=The Agrarian West Turns to Industry.=—Nor was this vast enterprise confined to the old Northeast where, as Madison had sagely remarked, commerce was early dominant. “Cincinnati,” runs an official report in 1854, “appears to be a great central depot for ready-made clothing and its manufacture for the Western markets may be said to be one of the great trades of that city.” There, wrote another traveler, “I heard the crack of the cattle driver’s whip and the hum of the factory: the West and the East meeting.” Louisville and St. Louis were already famous for their clothing trades and the manufacture of cotton bagging. Five hundred of the two thousand woolen mills in the country in 1860 were in the Western states. Of the output of flour and grist mills, which almost reached in value the cotton crop of 1850, the Ohio Valley furnished a rapidly growing share. The old home of Jacksonian democracy, where Federalists had been almost as scarce as monarchists, turned slowly backward, as the needle to the pole, toward the principle of protection for domestic industry, espoused by Hamilton and defended by Clay.

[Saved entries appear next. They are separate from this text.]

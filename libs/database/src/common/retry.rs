use std::future::Future;
use std::time::Duration;
use tracing::{debug, warn};

/// Exponential backoff settings for connection attempts
#[derive(Debug, Clone)]
pub struct RetryConfig {
    /// Retries after the first attempt
    pub max_retries: u32,
    pub initial_delay_ms: u64,
    pub max_delay_ms: u64,
    pub backoff_multiplier: f64,
    /// Scale each delay by a random factor in [0.5, 1.0)
    pub use_jitter: bool,
}

impl RetryConfig {
    /// 3 retries, 100ms initial delay, 5s cap, x2 backoff, jitter on
    pub fn new() -> Self {
        Self::default()
    }

    pub fn with_max_retries(mut self, max_retries: u32) -> Self {
        self.max_retries = max_retries;
        self
    }

    pub fn with_initial_delay(mut self, delay_ms: u64) -> Self {
        self.initial_delay_ms = delay_ms;
        self
    }

    pub fn with_max_delay(mut self, delay_ms: u64) -> Self {
        self.max_delay_ms = delay_ms;
        self
    }

    pub fn without_jitter(mut self) -> Self {
        self.use_jitter = false;
        self
    }

    /// Delay to wait before the next attempt, given the current one.
    fn next_delay(&self, delay_ms: u64) -> u64 {
        ((delay_ms as f64 * self.backoff_multiplier) as u64).min(self.max_delay_ms)
    }
}

impl Default for RetryConfig {
    fn default() -> Self {
        Self {
            max_retries: 3,
            initial_delay_ms: 100,
            max_delay_ms: 5000,
            backoff_multiplier: 2.0,
            use_jitter: true,
        }
    }
}

/// Retry an async operation with exponential backoff.
///
/// Returns the last error once `config.max_retries` retries are spent.
///
/// ```ignore
/// let config = RetryConfig::new().with_max_retries(5);
/// let db = retry_with_backoff(|| postgres::connect(&url), config).await?;
/// ```
pub async fn retry_with_backoff<F, Fut, T, E>(mut operation: F, config: RetryConfig) -> Result<T, E>
where
    F: FnMut() -> Fut,
    Fut: Future<Output = Result<T, E>>,
    E: std::fmt::Display,
{
    let mut attempt = 0;
    let mut delay = config.initial_delay_ms;

    loop {
        match operation().await {
            Ok(result) => {
                if attempt > 0 {
                    debug!(retries = attempt, "Operation succeeded after retrying");
                }
                return Ok(result);
            }
            Err(e) if attempt >= config.max_retries => {
                warn!(attempts = attempt + 1, error = %e, "Operation failed, giving up");
                return Err(e);
            }
            Err(e) => {
                attempt += 1;
                let wait = if config.use_jitter {
                    apply_jitter(delay)
                } else {
                    delay
                };

                debug!(
                    attempt,
                    max_retries = config.max_retries,
                    error = %e,
                    "Operation failed, retrying in {}ms",
                    wait
                );

                tokio::time::sleep(Duration::from_millis(wait)).await;
                delay = config.next_delay(delay);
            }
        }
    }
}

/// Scale `delay` by a pseudo-random factor between 0.5 and 1.0
fn apply_jitter(delay: u64) -> u64 {
    use std::collections::hash_map::RandomState;
    use std::hash::BuildHasher;

    let random_factor =
        (RandomState::new().hash_one(std::time::SystemTime::now()) % 50) as f64 / 100.0 + 0.5;

    (delay as f64 * random_factor) as u64
}

/// [`retry_with_backoff`] with [`RetryConfig::default`]
pub async fn retry<F, Fut, T, E>(operation: F) -> Result<T, E>
where
    F: FnMut() -> Fut,
    Fut: Future<Output = Result<T, E>>,
    E: std::fmt::Display,
{
    retry_with_backoff(operation, RetryConfig::default()).await
}
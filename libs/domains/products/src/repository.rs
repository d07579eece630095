use async_trait::async_trait;
use std::collections::BTreeMap;
use std::sync::Arc;
use std::sync::atomic::{AtomicI64, Ordering};
use tokio::sync::RwLock;

use crate::error::ProductResult;
use crate::models::{Page, PageRequest, Product};

/// Product persistence. Records are plain values; the store owns id assignment.
#[cfg_attr(test, mockall::automock)]
#[async_trait]
pub trait ProductRepository: Send + Sync {
    /// One window of all products in ascending id order, plus the total count
    async fn find_page(&self, request: PageRequest) -> ProductResult<Page<Product>>;

    async fn find_by_id(&self, id: i64) -> ProductResult<Option<Product>>;

    /// Upsert. `id: None` inserts under a fresh id, `Some(id)` replaces or creates that record.
    async fn save(&self, product: Product) -> ProductResult<Product>;

    /// Remove the record if present. Absent ids are not an error.
    async fn delete_by_id(&self, id: i64) -> ProductResult<()>;
}

/// In-memory implementation of ProductRepository (for development/testing)
#[derive(Debug, Default, Clone)]
pub struct InMemoryProductRepository {
    products: Arc<RwLock<BTreeMap<i64, Product>>>,
    last_id: Arc<AtomicI64>,
}

impl InMemoryProductRepository {
    pub fn new() -> Self {
        Self::default()
    }
}

fn to_usize(value: u64) -> usize {
    usize::try_from(value).unwrap_or(usize::MAX)
}

#[async_trait]
impl ProductRepository for InMemoryProductRepository {
    async fn find_page(&self, request: PageRequest) -> ProductResult<Page<Product>> {
        let products = self.products.read().await;

        let content: Vec<Product> = products
            .values()
            .skip(to_usize(request.offset))
            .take(to_usize(request.limit))
            .cloned()
            .collect();

        Ok(Page::new(content, request, products.len() as u64))
    }

    async fn find_by_id(&self, id: i64) -> ProductResult<Option<Product>> {
        let products = self.products.read().await;
        Ok(products.get(&id).cloned())
    }

    async fn save(&self, product: Product) -> ProductResult<Product> {
        let mut products = self.products.write().await;

        let id = match product.id {
            Some(id) => {
                // Keep generated ids clear of explicitly saved ones
                self.last_id.fetch_max(id, Ordering::SeqCst);
                id
            }
            None => self.last_id.fetch_add(1, Ordering::SeqCst) + 1,
        };

        let saved = Product {
            id: Some(id),
            ..product
        };
        if products.insert(id, saved.clone()).is_none() {
            tracing::info!(product_id = id, "Created product");
        }

        Ok(saved)
    }

    async fn delete_by_id(&self, id: i64) -> ProductResult<()> {
        let mut products = self.products.write().await;

        if products.remove(&id).is_some() {
            tracing::info!(product_id = id, "Deleted product");
        }

        Ok(())
    }
}
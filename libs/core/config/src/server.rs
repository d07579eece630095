use crate::{env_or_default, env_parse, ConfigError, FromEnv};
use std::net::Ipv4Addr;

/// Server configuration for HTTP APIs
#[derive(Clone, Debug)]
pub struct ServerConfig {
    pub host: String,
    pub port: u16,
}

impl ServerConfig {
    pub fn new(host: impl Into<String>, port: u16) -> Self {
        Self {
            host: host.into(),
            port,
        }
    }

    /// Get the server address as "host:port"
    pub fn address(&self) -> String {
        format!("{}:{}", self.host, self.port)
    }
}

impl FromEnv for ServerConfig {
    /// - HOST: defaults to 0.0.0.0
    /// - PORT: defaults to 8080
    fn from_env() -> Result<Self, ConfigError> {
        let host = env_or_default("HOST", &Ipv4Addr::UNSPECIFIED.to_string());
        let port = env_parse("PORT", "8080")?;

        Ok(Self { host, port })
    }
}

impl Default for ServerConfig {
    fn default() -> Self {
        Self::new(Ipv4Addr::UNSPECIFIED.to_string(), 8080)
    }
}
//! HTTP middleware: CORS and security headers.
//!
//! ```ignore
//! use axum_helpers::http::{cors_layer_from_env, security_headers};
//!
//! let app = Router::new()
//!     .layer(axum::middleware::from_fn(security_headers))
//!     .layer(cors_layer_from_env(&Environment::from_env())?);
//! ```

pub mod cors;
pub mod security;

pub use cors::{
    create_cors_layer, create_permissive_cors_layer, cors_layer_from_env, parse_allowed_origins,
};
pub use security::security_headers;
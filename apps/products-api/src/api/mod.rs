//! API routes module

pub mod health;
pub mod products;

use axum::Router;

use crate::state::AppState;

/// Create all API routes
pub fn routes(state: &AppState) -> Router {
    Router::new()
        .nest("/products", products::router(state))
        .merge(health::router(state.clone()))
}
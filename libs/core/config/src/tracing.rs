use crate::Environment;
use tracing::{debug, info};
use tracing_subscriber::{prelude::*, EnvFilter};

/// Install color-eyre with the project-standard configuration.
///
/// Call this first in `main()`. Safe to call multiple times.
pub fn install_color_eyre() {
    let _ = color_eyre::config::HookBuilder::default()
        .display_location_section(true)
        .display_env_section(false)
        .install();
}

/// Initialize tracing with environment-aware output and span capture.
///
/// - **Production** (`APP_ENV=production`): flattened JSON events, targets hidden,
///   default filter `info,sea_orm=warn,sqlx=warn`.
/// - **Development**: pretty output, default filter
///   `debug,hyper=info,tower_http=debug`.
///
/// `RUST_LOG` overrides the default filter in both modes. An
/// [`tracing_error::ErrorLayer`] is always installed so `eyre` reports carry
/// span traces.
///
/// Calling this more than once is a no-op after the first success.
pub fn init_tracing(environment: &Environment) {
    let is_production = environment.is_production();

    let filter = EnvFilter::try_from_default_env().unwrap_or_else(|_| {
        if is_production {
            EnvFilter::new("info,sea_orm=warn,sqlx=warn")
        } else {
            EnvFilter::new("debug,hyper=info,tower_http=debug")
        }
    });

    let result = if is_production {
        tracing_subscriber::registry()
            .with(
                tracing_subscriber::fmt::layer()
                    .json()
                    .with_target(false)
                    .flatten_event(true),
            )
            .with(tracing_error::ErrorLayer::default())
            .with(filter)
            .try_init()
    } else {
        tracing_subscriber::registry()
            .with(
                tracing_subscriber::fmt::layer()
                    .with_target(false)
                    .with_file(false)
                    .with_line_number(false)
                    .pretty(),
            )
            .with(tracing_error::ErrorLayer::default())
            .with(filter)
            .try_init()
    };

    match result {
        Ok(_) => info!(?environment, "Tracing initialized"),
        // Already initialized (common in tests)
        Err(_) => debug!("Tracing already initialized, skipping re-initialization"),
    }
}
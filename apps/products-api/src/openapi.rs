//! OpenAPI documentation configuration

use utoipa::OpenApi;

/// Combined OpenAPI documentation for Products API
#[derive(OpenApi)]
#[openapi(
    info(
        title = "Products API",
        version = "0.1.0",
        description = "Product catalog API: paginated listing, lookup, creation, partial update and deletion"
    ),
    servers(
        (url = "http://localhost:8080", description = "Local development server")
    ),
    paths(
        axum_helpers::server::health::health_handler,
        crate::api::health::ready,
    ),
    nest(
        (path = "/products", api = domain_products::handlers::ApiDoc)
    ),
    tags(
        (name = "health", description = "Liveness and readiness probes")
    )
)]
pub struct ApiDoc;
//! Products Domain
//!
//! Catalog of products with paginated listing, lookup, creation, sparse
//! merge updates and deletion.
//!
//! # Architecture
//!
//! ```text
//! ┌─────────────┐
//! │  Handlers   │  ← HTTP endpoints (/products)
//! └──────┬──────┘
//!        │
//! ┌──────▼──────┐
//! │   Service   │  ← NotFound rules, validation, merge
//! └──────┬──────┘
//!        │
//! ┌──────▼──────┐
//! │ Repository  │  ← Upsert store (in-memory or PostgreSQL)
//! └──────┬──────┘
//!        │
//! ┌──────▼──────┐
//! │   Models    │  ← Product, ProductUpdate, Page
//! └─────────────┘
//! ```
//!
//! # Usage
//!
//! ```rust,no_run
//! use domain_products::{handlers, InMemoryProductRepository, ProductService};
//!
//! let service = ProductService::new(InMemoryProductRepository::new());
//! let router = axum::Router::new().nest("/products", handlers::router(service));
//! ```

pub mod entity;
pub mod error;
pub mod handlers;
pub mod models;
pub mod postgres;
pub mod repository;
pub mod service;

pub use error::{ProductError, ProductResult};
pub use models::{InventoryStatus, Page, PageParams, PageRequest, Product, ProductUpdate};
pub use postgres::PgProductRepository;
pub use repository::{InMemoryProductRepository, ProductRepository};
pub use service::ProductService;
pub mod codes;
pub mod handlers;
pub mod responses;

pub use codes::ErrorCode;

use axum::{
    Json,
    extract::rejection::{JsonRejection, QueryRejection},
    http::StatusCode,
    response::{IntoResponse, Response},
};
use serde::Serialize;
use thiserror::Error;
use utoipa::ToSchema;
use validator::ValidationErrors;

/// Standard error response structure.
///
/// Every error leaving the service has this shape:
/// - `code`: integer error code for logging/monitoring (e.g., 1004)
/// - `error`: machine-readable identifier (e.g., "NOT_FOUND")
/// - `message`: human-readable message
/// - `details`: optional structured details (e.g., validation errors)
///
/// # JSON Example
///
/// ```json
/// {
///   "code": 1004,
///   "error": "NOT_FOUND",
///   "message": "Product 42 not found"
/// }
/// ```
#[derive(Debug, Serialize, ToSchema)]
pub struct ErrorResponse {
    /// Integer error code for logging and monitoring
    pub code: i32,
    /// Machine-readable error identifier for programmatic handling
    pub error: String,
    /// Human-readable error message
    pub message: String,
    /// Optional structured error details (e.g., validation field errors)
    #[serde(skip_serializing_if = "Option::is_none")]
    pub details: Option<serde_json::Value>,
}

impl ErrorResponse {
    pub fn new(code: ErrorCode, message: impl Into<String>) -> Self {
        Self {
            code: code.code(),
            error: code.as_str().to_string(),
            message: message.into(),
            details: None,
        }
    }
}

/// Application error type that can be converted to HTTP responses.
#[derive(Debug, Error)]
#[non_exhaustive]
pub enum AppError {
    #[error("JSON extraction error: {0}")]
    JsonExtractorRejection(#[from] JsonRejection),

    #[error("Query extraction error: {0}")]
    QueryExtractorRejection(#[from] QueryRejection),

    #[error("Validation error: {0}")]
    ValidationError(#[from] ValidationErrors),

    #[error("Invalid id: {0}")]
    InvalidId(String),

    #[error("Bad Request: {0}")]
    BadRequest(String),

    #[error("Not Found: {0}")]
    NotFound(String),

    #[error("Internal Server Error: {0}")]
    InternalServerError(String),

    #[error("Service Unavailable: {0}")]
    ServiceUnavailable(String),
}

impl IntoResponse for AppError {
    fn into_response(self) -> Response {
        let (status, message, details, code) = match self {
            AppError::JsonExtractorRejection(e) => {
                tracing::warn!(
                    error_code = ErrorCode::JsonExtraction.code(),
                    "JSON extraction error: {:?}",
                    e
                );
                (e.status(), e.body_text(), None, ErrorCode::JsonExtraction)
            }
            AppError::QueryExtractorRejection(e) => {
                tracing::info!(
                    error_code = ErrorCode::QueryExtraction.code(),
                    "Query extraction error: {:?}",
                    e
                );
                (e.status(), e.body_text(), None, ErrorCode::QueryExtraction)
            }
            AppError::ValidationError(e) => {
                tracing::info!(
                    error_code = ErrorCode::ValidationError.code(),
                    "Validation error: {:?}",
                    e
                );
                (
                    StatusCode::BAD_REQUEST,
                    ErrorCode::ValidationError.default_message().to_string(),
                    Some(serde_json::to_value(&e).unwrap_or(serde_json::Value::Null)),
                    ErrorCode::ValidationError,
                )
            }
            AppError::InvalidId(raw) => {
                tracing::warn!(
                    error_code = ErrorCode::InvalidId.code(),
                    "Invalid id: {}",
                    raw
                );
                (
                    StatusCode::BAD_REQUEST,
                    format!("{}: {}", ErrorCode::InvalidId.default_message(), raw),
                    None,
                    ErrorCode::InvalidId,
                )
            }
            AppError::BadRequest(msg) => {
                tracing::info!(error_code = ErrorCode::BadRequest.code(), "Bad request: {}", msg);
                (StatusCode::BAD_REQUEST, msg, None, ErrorCode::BadRequest)
            }
            AppError::NotFound(msg) => {
                tracing::info!(error_code = ErrorCode::NotFound.code(), "Not found: {}", msg);
                (StatusCode::NOT_FOUND, msg, None, ErrorCode::NotFound)
            }
            AppError::InternalServerError(msg) => {
                tracing::error!(
                    error_code = ErrorCode::InternalError.code(),
                    "Internal server error: {}",
                    msg
                );
                // Never leak store internals to clients
                (
                    StatusCode::INTERNAL_SERVER_ERROR,
                    ErrorCode::InternalError.default_message().to_string(),
                    None,
                    ErrorCode::InternalError,
                )
            }
            AppError::ServiceUnavailable(msg) => {
                tracing::warn!(
                    error_code = ErrorCode::ServiceUnavailable.code(),
                    "Service unavailable: {}",
                    msg
                );
                (
                    StatusCode::SERVICE_UNAVAILABLE,
                    msg,
                    None,
                    ErrorCode::ServiceUnavailable,
                )
            }
        };

        let body = Json(ErrorResponse {
            details,
            ..ErrorResponse::new(code, message)
        });

        (status, body).into_response()
    }
}

/// Build a bare error response outside of [`AppError`].
///
/// ```rust,ignore
/// use axum_helpers::errors::{error_response, ErrorCode};
/// use axum::http::StatusCode;
///
/// let response = error_response(
///     StatusCode::NOT_FOUND,
///     "No route".to_string(),
///     ErrorCode::NotFound,
/// );
/// ```
pub fn error_response(status: StatusCode, message: String, error_code: ErrorCode) -> Response {
    (status, Json(ErrorResponse::new(error_code, message))).into_response()
}
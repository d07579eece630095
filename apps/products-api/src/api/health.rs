//! Readiness endpoint

use axum::{
    Router,
    extract::State,
    response::{IntoResponse, Response},
    routing::get,
};
use axum_helpers::{
    HealthCheckFuture, errors::responses::ServiceUnavailableResponse, run_health_checks,
};
use database::postgres::check_health;

use crate::state::AppState;

/// Reports whether the product store is reachable
#[utoipa::path(
    get,
    path = "/ready",
    tag = "health",
    responses(
        (status = 200, description = "Store reachable"),
        (status = 503, response = ServiceUnavailableResponse)
    )
)]
pub async fn ready(State(state): State<AppState>) -> Response {
    let mut checks: Vec<(&str, HealthCheckFuture)> = Vec::new();
    if let Some(db) = &state.db {
        let check: HealthCheckFuture =
            Box::pin(async move { check_health(db).await.map_err(|e| e.to_string()) });
        checks.push(("database", check));
    }

    match run_health_checks(checks).await {
        Ok(ok) => ok.into_response(),
        Err(unavailable) => unavailable.into_response(),
    }
}

pub fn router(state: AppState) -> Router {
    Router::new()
        .route("/ready", get(ready))
        .with_state(state)
}
//! Shared test utilities for domain testing
//!
//! - `TestDatabase`: PostgreSQL container with automatic cleanup (feature: "postgres")
//! - `TestDataBuilder`: Deterministic test data generation (always available)
//! - `assertions`: Custom assertion helpers (always available)
//!
//! # Usage
//!
//! ```rust,no_run
//! use test_utils::{TestDatabase, TestDataBuilder};
//!
//! #[tokio::test]
//! #[ignore = "requires Docker"]
//! async fn my_postgres_test() {
//!     let db = TestDatabase::new().await;
//!     let builder = TestDataBuilder::from_test_name("my_test");
//!
//!     let code = builder.code("main");
//! }
//! ```

#[cfg(feature = "postgres")]
mod postgres;

#[cfg(feature = "postgres")]
pub use postgres::TestDatabase;

/// Builder for test data with deterministic randomization
///
/// This ensures tests are reproducible by using seeded data.
pub struct TestDataBuilder {
    seed: u64,
}

impl TestDataBuilder {
    pub fn new(seed: u64) -> Self {
        Self { seed }
    }

    /// Create from test name (generates seed from test name hash)
    ///
    /// ```
    /// use test_utils::TestDataBuilder;
    ///
    /// let builder = TestDataBuilder::from_test_name("test_create_product");
    /// ```
    pub fn from_test_name(name: &str) -> Self {
        use std::collections::hash_map::DefaultHasher;
        use std::hash::{Hash, Hasher};

        let mut hasher = DefaultHasher::new();
        name.hash(&mut hasher);
        Self::new(hasher.finish())
    }

    /// Unique product-style code, e.g. `T1234-main`
    pub fn code(&self, suffix: &str) -> String {
        format!("T{}-{}", self.seed % 100_000, suffix)
    }

    /// Unique name for testing
    ///
    /// ```
    /// use test_utils::TestDataBuilder;
    ///
    /// let builder = TestDataBuilder::new(7);
    /// assert_eq!(builder.name("product", "main"), "test-product-7-main");
    /// ```
    pub fn name(&self, prefix: &str, suffix: &str) -> String {
        format!("test-{}-{}-{}", prefix, self.seed, suffix)
    }

    /// Deterministic value in `0.0..1000.0`, handy for prices
    pub fn amount(&self, salt: u64) -> f64 {
        (self.seed.wrapping_add(salt) % 100_000) as f64 / 100.0
    }
}

/// Test assertion helpers
pub mod assertions {
    /// Assert that an optional value is Some
    pub fn assert_some<T>(value: Option<T>, context: &str) -> T {
        value.unwrap_or_else(|| panic!("{}: expected Some, got None", context))
    }

    /// Assert that two floats are equal within `1e-9`
    pub fn assert_approx_eq(actual: f64, expected: f64, context: &str) {
        assert!(
            (actual - expected).abs() < 1e-9,
            "{}: expected {}, got {}",
            context,
            expected,
            actual
        );
    }
}
//! Database connectors and shared data-access helpers.
//!
//! # Features
//!
//! - `postgres` (default): PostgreSQL through SeaORM
//! - `config`: `core_config::FromEnv` for [`postgres::PostgresConfig`]
//!
//! # Example
//!
//! ```ignore
//! use database::postgres::{self, PostgresConfig};
//! use core_config::FromEnv;
//!
//! let db = postgres::connect_from_config_with_retry(PostgresConfig::from_env()?, None).await?;
//! postgres::check_health(&db).await?;
//! ```

pub mod common;

#[cfg(feature = "postgres")]
pub mod postgres;

#[cfg(feature = "postgres")]
pub mod repository;

pub use common::{DatabaseError, DatabaseResult, RetryConfig};

#[cfg(feature = "postgres")]
pub use repository::BaseRepository;
//! Configuration for Products API

use core_config::{AppInfo, ConfigError, FromEnv, app_info, env_parse, server::ServerConfig};
use database::postgres::PostgresConfig;
use std::str::FromStr;

pub use core_config::Environment;

/// Which product store backs the API (`PRODUCTS_STORE`)
#[derive(Clone, Copy, Debug, PartialEq, Eq, Default)]
pub enum StoreKind {
    #[default]
    Postgres,
    Memory,
}

impl FromStr for StoreKind {
    type Err = String;

    fn from_str(s: &str) -> Result<Self, Self::Err> {
        match s.to_ascii_lowercase().as_str() {
            "postgres" | "postgresql" => Ok(StoreKind::Postgres),
            "memory" | "in-memory" => Ok(StoreKind::Memory),
            other => Err(format!(
                "unknown store '{}', expected 'postgres' or 'memory'",
                other
            )),
        }
    }
}

/// Store selection plus whatever that store needs to start
#[derive(Clone, Debug)]
pub enum StoreBackend {
    Postgres(PostgresConfig),
    Memory,
}

impl FromEnv for StoreBackend {
    /// `DATABASE_URL` is only required for the postgres store
    fn from_env() -> Result<Self, ConfigError> {
        match env_parse::<StoreKind>("PRODUCTS_STORE", "postgres")? {
            StoreKind::Postgres => Ok(StoreBackend::Postgres(PostgresConfig::from_env()?)),
            StoreKind::Memory => Ok(StoreBackend::Memory),
        }
    }
}

/// Application configuration
#[derive(Clone, Debug)]
pub struct Config {
    pub app: AppInfo,
    pub server: ServerConfig,
    pub environment: Environment,
    pub store: StoreBackend,
}

impl Config {
    pub fn from_env() -> Result<Self, ConfigError> {
        Ok(Self {
            app: app_info!(),
            server: ServerConfig::from_env()?,
            environment: Environment::from_env(),
            store: StoreBackend::from_env()?,
        })
    }
}
//! Integer id path parameter extractor.

use crate::errors::AppError;
use axum::{
    extract::{FromRequestParts, Path},
    http::request::Parts,
    response::{IntoResponse, Response},
};

/// Extractor for a single `i64` path parameter.
///
/// Anything that does not parse as `i64` is rejected with
/// 400 `INVALID_ID` instead of axum's plain-text path rejection.
///
/// # Example
/// ```ignore
/// use axum::Router;
/// use axum::routing::get;
/// use axum_helpers::extractors::IdPath;
///
/// async fn get_product(IdPath(id): IdPath) -> String {
///     format!("Product {}", id)
/// }
///
/// let app = Router::new().route("/products/{id}", get(get_product));
/// ```
#[derive(Debug, Clone, Copy)]
pub struct IdPath(pub i64);

impl<S> FromRequestParts<S> for IdPath
where
    S: Send + Sync,
{
    type Rejection = Response;

    async fn from_request_parts(parts: &mut Parts, state: &S) -> Result<Self, Self::Rejection> {
        let Path(raw) = Path::<String>::from_request_parts(parts, state)
            .await
            .map_err(|e| e.into_response())?;

        raw.parse::<i64>()
            .map(IdPath)
            .map_err(|_| AppError::InvalidId(raw).into_response())
    }
}
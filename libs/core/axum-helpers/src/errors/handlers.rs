use axum::{http::StatusCode, response::Response};

use super::{ErrorCode, error_response};

/// Router fallback for unknown paths.
pub async fn not_found() -> Response {
    error_response(
        StatusCode::NOT_FOUND,
        "The requested resource was not found".to_string(),
        ErrorCode::NotFound,
    )
}

/// Method fallback for known paths.
pub async fn method_not_allowed() -> Response {
    error_response(
        StatusCode::METHOD_NOT_ALLOWED,
        ErrorCode::MethodNotAllowed.default_message().to_string(),
        ErrorCode::MethodNotAllowed,
    )
}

=The Extension of Canals and Railways.=—As necessary to mechanical industry as steel and steam power was the great market, spread over a wide and diversified area and knit together by efficient means of transportation. This service was supplied to industry by the steamship, which began its career on the Hudson in 1807; by the canals, of which the Erie opened in 1825 was the most noteworthy; and by the railways, which came into practical operation about 1830.
[Illustration: From an old print
AN EARLY RAILWAY]
With sure instinct the Eastern manufacturer reached out for the markets of the Northwest territory where free farmers were producing annually staggering crops of corn, wheat, bacon, and wool. The two great canal systems—the Erie connecting New York City with the waterways of the Great Lakes and the Pennsylvania chain linking Philadelphia with the headwaters of the Ohio—gradually turned the tide of trade from New Orleans to the Eastern seaboard. The railways followed the same paths. By 1860, New York had rail connections with Chicago and St. Louis, one of the routes running through the Hudson and Mohawk valleys and along the Great Lakes, the other through Philadelphia and Pennsylvania and across the rich wheat fields of Ohio, Indiana, and Illinois. Baltimore, not to be outdone by her two rivals, reached out over the mountains for the Western trade and in 1857 had trains running into St. Louis.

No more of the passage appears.